Mövenpick - Streit mit Richtree setzt sich fort

Standort der jüngsten Auseinandersetzung ist der Supreme Court des US-Bundesstaates New York. Dort hat der amerikanische Franchisenehmer, Richtree Inc., am 9. November eine Schadenersatzklage eingereicht. Jörg Reichert, Toronto, klagt, dass es keinerlei Support seit Abschluss des US-Vertrages 1996 gegeben habe. Im Gegenteil, Mövenpick habe alles getan, um seinem Unternehmen - einst Vorzeigepartner im Ausland - die Exklusivrechte wieder abzunehmen.
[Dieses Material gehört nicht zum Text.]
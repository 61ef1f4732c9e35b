//! Damage and death rules, driven by externally-detected overlaps.
//!
//! Avian's narrow phase is the overlap collaborator: it writes
//! `CollisionStart` messages in `FixedPostUpdate`, strictly after movement
//! has been applied. The two systems here classify each overlap by the
//! entities involved and dispatch the matching reaction:
//!
//! - ship touches ship (`process_ship_contacts`): lethal for both sides;
//! - projectile touches ship (`process_bullet_hits`): the bullet is consumed
//!   and the ship loses one hit point.
//!
//! Guard invariant: a reaction is never dispatched while either side is
//! already inactive. The check happens here, at the boundary, so the
//! reactions themselves stay straight-line.
//!
//! Lethal outcomes deactivate the ship *first* and then publish the
//! lifecycle event (`EnemyDestroyed` / `PlayerDamaged`); subscribers only do
//! bookkeeping, never the kill itself.

use avian2d::collision::narrow_phase::CollisionEventSystems;
use avian2d::prelude::*;
use bevy::platform::collections::HashSet;
use bevy::prelude::*;

use crate::common::state::GameState;
use crate::common::tunables::Tunables;
use crate::plugins::enemies::EnemyVariant;
use crate::plugins::events::{EnemyDestroyed, PlayerDamaged};
use crate::plugins::player::Player;
use crate::plugins::weapons::components::{BulletState, PooledBullet};

/// The pooled-entity alive/parked flag.
///
/// Every per-frame behavior (steering, movement, weapons) skips ships that
/// are not `Active`; collision reactions additionally refuse to dispatch for
/// them. Flipping this flag *is* spawn/destroy — pooled ships are never
/// despawned during play.
#[derive(Component, Debug, Clone, Copy, PartialEq, Eq)]
pub enum LifeState {
    Inactive,
    Active,
}

impl LifeState {
    #[inline]
    pub fn is_active(self) -> bool {
        matches!(self, Self::Active)
    }
}

#[derive(Component, Debug, Clone, Copy)]
pub struct Health {
    pub hp: i32,
}

impl Health {
    /// Ship-to-ship contact is always lethal.
    #[inline]
    pub fn ship_contact(&mut self) {
        self.hp = 0;
    }

    /// One projectile removes one hit point.
    #[inline]
    pub fn projectile_hit(&mut self) {
        self.hp = (self.hp - 1).max(0);
    }

    #[inline]
    pub fn is_dead(&self) -> bool {
        self.hp <= 0
    }
}

/// Park a ship: inactive, hidden, stationary, colliding with nothing.
///
/// Membership stays so the slot can be re-armed by restoring filters; only
/// component values change, never the archetype.
pub fn deactivate_ship(
    life: &mut LifeState,
    layers: &mut CollisionLayers,
    vel: &mut LinearVelocity,
    vis: &mut Visibility,
) {
    *life = LifeState::Inactive;
    layers.filters = LayerMask::NONE;
    vel.0 = Vec2::ZERO;
    *vis = Visibility::Hidden;
}

pub fn plugin(app: &mut App) {
    app.add_systems(
        FixedPostUpdate,
        (process_ship_contacts, process_bullet_hits)
            .after(CollisionEventSystems)
            .run_if(in_state(GameState::InGame)),
    );
}

/// Player ship overlapping an enemy ship: both are destroyed.
pub fn process_ship_contacts(
    mut started: MessageReader<CollisionStart>,
    tunables: Res<Tunables>,
    mut commands: Commands,
    q_player: Query<(), With<Player>>,
    q_enemy: Query<&EnemyVariant>,
    mut q_ships: Query<
        (
            &mut LifeState,
            &mut Health,
            &mut CollisionLayers,
            &mut LinearVelocity,
            &mut Visibility,
        ),
        Without<PooledBullet>,
    >,
) {
    for ev in started.read() {
        let a = ev.collider1;
        let b = ev.collider2;

        let (player, enemy) = if q_player.contains(a) && q_enemy.contains(b) {
            (a, b)
        } else if q_player.contains(b) && q_enemy.contains(a) {
            (b, a)
        } else {
            continue;
        };

        // Stale-reference guard: both sides must still be active.
        let both_active = q_ships.get(player).is_ok_and(|(life, ..)| life.is_active())
            && q_ships.get(enemy).is_ok_and(|(life, ..)| life.is_active());
        if !both_active {
            continue;
        }

        {
            let (mut life, mut hp, mut layers, mut vel, mut vis) = q_ships
                .get_mut(enemy)
                .expect("enemy passed the active guard above");
            hp.ship_contact();
            deactivate_ship(&mut life, &mut layers, &mut vel, &mut vis);

            let variant = q_enemy.get(enemy).expect("matched q_enemy above");
            commands.trigger(EnemyDestroyed {
                enemy,
                score: variant.score(&tunables),
            });
        }

        {
            let (mut life, mut hp, mut layers, mut vel, mut vis) = q_ships
                .get_mut(player)
                .expect("player passed the active guard above");
            hp.ship_contact();
            deactivate_ship(&mut life, &mut layers, &mut vel, &mut vis);
            commands.trigger(PlayerDamaged { remaining: 0 });
        }
    }
}

/// Bullet overlapping a ship: consume the bullet, wound the ship.
///
/// The bullet side is returned to its weapon's pool via `BulletState` (the
/// commit system picks it up later this tick); the ship side reacts per its
/// owner: enemies publish `EnemyDestroyed` on death, the player publishes
/// `PlayerDamaged` on every hit.
pub fn process_bullet_hits(
    mut started: MessageReader<CollisionStart>,
    tunables: Res<Tunables>,
    mut commands: Commands,
    q_is_bullet: Query<(), With<PooledBullet>>,
    mut q_bullet_state: Query<&mut BulletState, With<PooledBullet>>,
    q_player: Query<(), With<Player>>,
    q_enemy: Query<&EnemyVariant>,
    mut q_ships: Query<
        (
            &mut LifeState,
            &mut Health,
            &mut CollisionLayers,
            &mut LinearVelocity,
            &mut Visibility,
        ),
        Without<PooledBullet>,
    >,
    // Per-frame dedupe: one hit per bullet even if the narrow phase reports
    // several overlaps for it.
    mut seen: Local<HashSet<Entity>>,
) {
    seen.clear();

    for ev in started.read() {
        let a = ev.collider1;
        let b = ev.collider2;

        let b1 = q_is_bullet.contains(a);
        let b2 = q_is_bullet.contains(b);
        if !(b1 ^ b2) {
            continue; // must be exactly one bullet
        }
        let (bullet, ship) = if b1 { (a, b) } else { (b, a) };

        if !seen.insert(bullet) {
            continue;
        }

        let Ok(mut state) = q_bullet_state.get_mut(bullet) else {
            continue;
        };
        if *state != BulletState::Active {
            continue;
        }

        // Guard the ship side before reacting.
        if !q_ships.get(ship).is_ok_and(|(life, ..)| life.is_active()) {
            continue;
        }

        // The hit consumes the bullet regardless of the outcome on the ship.
        state.retire();

        let (mut life, mut hp, mut layers, mut vel, mut vis) = q_ships
            .get_mut(ship)
            .expect("ship passed the active guard above");
        hp.projectile_hit();

        if let Ok(variant) = q_enemy.get(ship) {
            if hp.is_dead() {
                deactivate_ship(&mut life, &mut layers, &mut vel, &mut vis);
                commands.trigger(EnemyDestroyed {
                    enemy: ship,
                    score: variant.score(&tunables),
                });
            }
        } else if q_player.contains(ship) {
            if hp.is_dead() {
                deactivate_ship(&mut life, &mut layers, &mut vel, &mut vis);
            }
            commands.trigger(PlayerDamaged { remaining: hp.hp });
        }
    }
}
Allerdings, neben Boston wurde bislang kein einziger der geplanten Standorte in United States realisiert. Reichert fordert Schadenersatz in Höhe von 173,3 Mio. $ und darüber hinaus eine Buße. Die Gegenseite betont, in der Vergangenheit umfassende finanzielle und fachliche Unterstützung gewährt zu haben. Die Klage sei ein weiterer Versuch, in den laufenden Auseinandersetzungen Druck auszuüben. Man bestreitet die aufgeführten Vorwürfe voll umfänglich. Richtree Inc. besitzt und betreibt überwiegend in Ostkanada Marchés, Marchelinos und Mövenpick-Restaurants. Nach eigenen Angaben sind seit 1996 mehr als 8,5 Mio. CAN Dollar Franchisegebühr bezahlt worden (aktuell jährlich 2,5 Mio.). Die Fronten sind total verhärtet.